RECORD SET:
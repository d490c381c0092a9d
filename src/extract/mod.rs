//! Extraction orchestrator: resolved object graph → files + manifest.
//!
//! # Phases
//!
//! 1. **Plan** (sequential).  Every directory entry is turned into either a
//!    finished manifest row (empty, unreadable, unknown tag, no decoder) or a
//!    job carrying its decoder and final output path.  Output names are fixed
//!    here, so collision handling does not depend on scheduling: every name
//!    claimed by more than one object gets `_<object id>` appended, and a
//!    suffixed name that is still taken gets a further `_<n>`.
//! 2. **Decode + write** (parallel).  Jobs run on a bounded Rayon pool.  Each
//!    worker sends `(entry index, row)` over a channel to one collector
//!    thread, which is the only code that touches the manifest rows.
//!
//! # Cancellation
//!
//! Workers check the [`CancelToken`] before decoding and again before
//! writing.  A cancelled job is recorded as `Skipped`; jobs already writing
//! finish, and the sink never leaves a partial file.

pub mod sink;

use chrono::Utc;
use std::collections::{HashMap, HashSet};
use std::path::PathBuf;
use std::sync::atomic::{AtomicBool, AtomicU32, Ordering};
use std::sync::{mpsc, Arc};
use std::thread;
use tracing::{debug, info, warn};

use crate::decode::{Decoder, DecoderRegistry};
use crate::manifest::{Manifest, ManifestEntry, Outcome};
use crate::object::{EntryState, ObjectGraph, ResolvedObject};

pub use sink::{DirectorySink, MemorySink, PayloadSink};

/// Progress callback: `(processed, total)` entries.  May be called from any
/// worker thread.
pub type ProgressFn = dyn Fn(u32, u32) + Send + Sync;

#[derive(Debug, Clone)]
pub struct ExtractOptions {
    /// Worker count; `0` uses one per available core.
    pub threads:       usize,
    /// Write each file into a per-kind folder (`textures/`, `audio/`, ...).
    pub group_by_kind: bool,
}

impl Default for ExtractOptions {
    fn default() -> Self {
        Self { threads: 0, group_by_kind: false }
    }
}

/// Shared cancellation flag.  Clones observe the same flag.
#[derive(Debug, Clone, Default)]
pub struct CancelToken(Arc<AtomicBool>);

impl CancelToken {
    pub fn new() -> Self {
        Self::default()
    }

    pub fn cancel(&self) {
        self.0.store(true, Ordering::SeqCst);
    }

    pub fn is_cancelled(&self) -> bool {
        self.0.load(Ordering::SeqCst)
    }
}

struct Job<'g> {
    index:   usize,
    object:  &'g Arc<ResolvedObject>,
    decoder: &'g Arc<dyn Decoder>,
    path:    PathBuf,
}

enum Plan<'g> {
    Done(ManifestEntry),
    Run(Job<'g>),
}

pub struct Extractor<S: PayloadSink> {
    registry: DecoderRegistry,
    sink:     S,
    options:  ExtractOptions,
    cancel:   CancelToken,
    progress: Option<Arc<ProgressFn>>,
}

impl<S: PayloadSink> Extractor<S> {
    pub fn new(sink: S) -> Self {
        Self {
            registry: DecoderRegistry::with_defaults(),
            sink,
            options:  ExtractOptions::default(),
            cancel:   CancelToken::new(),
            progress: None,
        }
    }

    pub fn with_registry(mut self, registry: DecoderRegistry) -> Self {
        self.registry = registry;
        self
    }

    pub fn with_options(mut self, options: ExtractOptions) -> Self {
        self.options = options;
        self
    }

    pub fn with_cancel_token(mut self, token: CancelToken) -> Self {
        self.cancel = token;
        self
    }

    pub fn on_progress<F>(mut self, f: F) -> Self
    where
        F: Fn(u32, u32) + Send + Sync + 'static,
    {
        self.progress = Some(Arc::new(f));
        self
    }

    pub fn cancel_token(&self) -> CancelToken {
        self.cancel.clone()
    }

    pub fn registry(&self) -> &DecoderRegistry {
        &self.registry
    }

    pub fn sink(&self) -> &S {
        &self.sink
    }

    pub fn into_sink(self) -> S {
        self.sink
    }

    /// Decode and write every entry of `graph`.  Never fails as a whole: each
    /// entry's result is a manifest row, in directory order.
    pub fn run(&self, bundle_name: &str, graph: &ObjectGraph) -> Manifest {
        let total = graph.entries.len() as u32;
        let processed = AtomicU32::new(0);
        let tick = || {
            let n = processed.fetch_add(1, Ordering::SeqCst) + 1;
            if let Some(cb) = &self.progress {
                cb(n, total);
            }
        };

        let mut rows: Vec<Option<ManifestEntry>> = vec![None; graph.entries.len()];
        let mut jobs = Vec::new();
        for (index, plan) in self.plan(graph).into_iter().enumerate() {
            match plan {
                Plan::Done(row) => {
                    rows[index] = Some(row);
                    tick();
                }
                Plan::Run(job) => jobs.push(job),
            }
        }
        debug!(jobs = jobs.len(), entries = total, "extraction planned");

        let rows = thread::scope(|scope| {
            let (tx, rx) = mpsc::channel::<(usize, ManifestEntry)>();
            let collector = scope.spawn(move || {
                for (index, row) in rx {
                    rows[index] = Some(row);
                }
                rows
            });
            self.dispatch(&jobs, tx, &tick);
            collector.join().unwrap_or_else(|p| std::panic::resume_unwind(p))
        });

        let entries = rows
            .into_iter()
            .zip(&graph.entries)
            .map(|(row, (entry, _))| {
                row.unwrap_or_else(|| {
                    ManifestEntry::new(entry.name.clone(), entry.type_tag.0, Outcome::Failed)
                        .with_reason("no result recorded")
                })
            })
            .collect();

        let manifest = Manifest {
            bundle:         bundle_name.to_owned(),
            format_version: graph.format_version,
            generated_at:   Utc::now().to_rfc3339(),
            cancelled:      self.cancel.is_cancelled(),
            entries,
        };
        info!(bundle = bundle_name, cancelled = manifest.cancelled, "{}", manifest.summary());
        manifest
    }

    // ── Plan ─────────────────────────────────────────────────────────────────

    fn plan<'g>(&'g self, graph: &'g ObjectGraph) -> Vec<Plan<'g>> {
        let mut plans = Vec::with_capacity(graph.entries.len());
        let mut claimed: HashMap<String, usize> = HashMap::new();

        for (index, (entry, state)) in graph.entries.iter().enumerate() {
            let skipped = |reason: String| {
                ManifestEntry::new(entry.name.clone(), entry.type_tag.0, Outcome::Skipped).with_reason(reason)
            };
            let plan = match state {
                EntryState::Empty => Plan::Done(skipped("empty entry".into())),
                EntryState::Failed(e) => Plan::Done(
                    ManifestEntry::new(entry.name.clone(), entry.type_tag.0, Outcome::Failed)
                        .with_reason(e.to_string()),
                ),
                EntryState::Resolved(id) => match graph.get(*id) {
                    None => Plan::Done(skipped(format!("object {id} missing from graph"))),
                    Some(object) if !object.known => Plan::Done(
                        skipped(format!("unknown type tag {}", object.type_tag.0)).with_object(*id),
                    ),
                    Some(object) => match self.registry.get(object.type_tag) {
                        None => Plan::Done(
                            skipped(format!("no decoder for {}", object.type_tag)).with_object(*id),
                        ),
                        Some(decoder) => {
                            let path = self.relative_path(decoder.as_ref(), object, None);
                            *claimed.entry(collision_key(&path)).or_insert(0) += 1;
                            Plan::Run(Job { index, object, decoder, path })
                        }
                    },
                },
            };
            plans.push(plan);
        }

        // Unique names are reserved first so a suffixed name never takes one.
        let mut taken: HashSet<String> = plans
            .iter()
            .filter_map(|plan| match plan {
                Plan::Run(job) => Some(collision_key(&job.path)),
                Plan::Done(_) => None,
            })
            .filter(|key| claimed.get(key).copied().unwrap_or(0) == 1)
            .collect();

        for plan in &mut plans {
            let Plan::Run(job) = plan else { continue };
            if claimed.get(&collision_key(&job.path)).copied().unwrap_or(0) <= 1 {
                continue;
            }
            let id = job.object.id;
            let mut path = self.relative_path(job.decoder.as_ref(), job.object, Some(&id.to_string()));
            let mut n = 1u32;
            while taken.contains(&collision_key(&path)) {
                path = self.relative_path(job.decoder.as_ref(), job.object, Some(&format!("{id}_{n}")));
                n += 1;
            }
            taken.insert(collision_key(&path));
            job.path = path;
        }
        plans
    }

    fn relative_path(&self, decoder: &dyn Decoder, object: &ResolvedObject, suffix: Option<&str>) -> PathBuf {
        let name = decoder.output_name(object);
        let name = match suffix {
            Some(suffix) => with_suffix(&name, suffix),
            None => name,
        };
        if self.options.group_by_kind {
            PathBuf::from(decoder.category().dir_name()).join(name)
        } else {
            PathBuf::from(name)
        }
    }

    // ── Execute ──────────────────────────────────────────────────────────────

    #[cfg(feature = "parallel")]
    fn dispatch(&self, jobs: &[Job<'_>], tx: mpsc::Sender<(usize, ManifestEntry)>, tick: &(dyn Fn() + Sync)) {
        use rayon::prelude::*;

        let run = || {
            jobs.par_iter().for_each_with(tx, |tx, job| {
                let row = self.execute(job);
                tick();
                // The collector outlives every worker.
                let _ = tx.send((job.index, row));
            });
        };
        if self.options.threads == 0 {
            return run();
        }
        match rayon::ThreadPoolBuilder::new().num_threads(self.options.threads).build() {
            Ok(pool) => pool.install(run),
            Err(e) => {
                warn!(error = %e, "could not build worker pool; using the global pool");
                run()
            }
        }
    }

    #[cfg(not(feature = "parallel"))]
    fn dispatch(&self, jobs: &[Job<'_>], tx: mpsc::Sender<(usize, ManifestEntry)>, tick: &(dyn Fn() + Sync)) {
        for job in jobs {
            let row = self.execute(job);
            tick();
            let _ = tx.send((job.index, row));
        }
    }

    fn execute(&self, job: &Job<'_>) -> ManifestEntry {
        let object = job.object;
        let row = ManifestEntry::new(object.entry_name.clone(), object.type_tag.0, Outcome::Skipped)
            .with_object(object.id);
        if self.cancel.is_cancelled() {
            return row.with_reason("cancelled");
        }

        let payload = match job.decoder.decode(object) {
            Ok(p) => p,
            Err(e) => {
                warn!(entry = %object.entry_name, decoder = job.decoder.name(), error = %e, "decode failed");
                return ManifestEntry { outcome: Outcome::Failed, ..row }.with_reason(e.to_string());
            }
        };
        if self.cancel.is_cancelled() {
            return row.with_reason("cancelled");
        }

        if let Err(e) = self.sink.write(&job.path, &payload.bytes) {
            warn!(entry = %object.entry_name, path = %job.path.display(), error = %e, "write failed");
            return ManifestEntry { outcome: Outcome::Failed, ..row }.with_reason(format!("write failed: {e}"));
        }
        debug!(entry = %object.entry_name, path = %job.path.display(), bytes = payload.bytes.len(), "written");

        ManifestEntry {
            outcome:       Outcome::Success,
            output:        Some(job.path.clone()),
            bytes_written: payload.bytes.len() as u64,
            content_hash:  Some(blake3::hash(&payload.bytes).to_hex().to_string()),
            width:         payload.width,
            height:        payload.height,
            ..row
        }
    }
}

/// Case-folded so names that differ only in case still count as colliding.
fn collision_key(path: &std::path::Path) -> String {
    path.to_string_lossy().to_lowercase()
}

/// `hero.png` → `hero_12.png`; `README` → `README_12`.
fn with_suffix(name: &str, suffix: &str) -> String {
    match name.rfind('.') {
        Some(dot) if dot > 0 => format!("{}_{}{}", &name[..dot], suffix, &name[dot..]),
        _ => format!("{name}_{suffix}"),
    }
}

YOUR INSTRUCTIONS:
Each line from the first line of the entries up to and including the line containing "decoder) or a" should be transcribed exactly, with all other lines left out.

TASK RESPONSE:
repository d490c381c0092a9d
filename src/extract/mod.rs
//! Extraction orchestrator: resolved object graph → files + manifest.
//!
//! # Phases
//!
//! 1. **Plan** (sequential).  Every directory entry is turned into either a
//!    finished manifest row (empty, unreadable, unknown tag, no decoder) or a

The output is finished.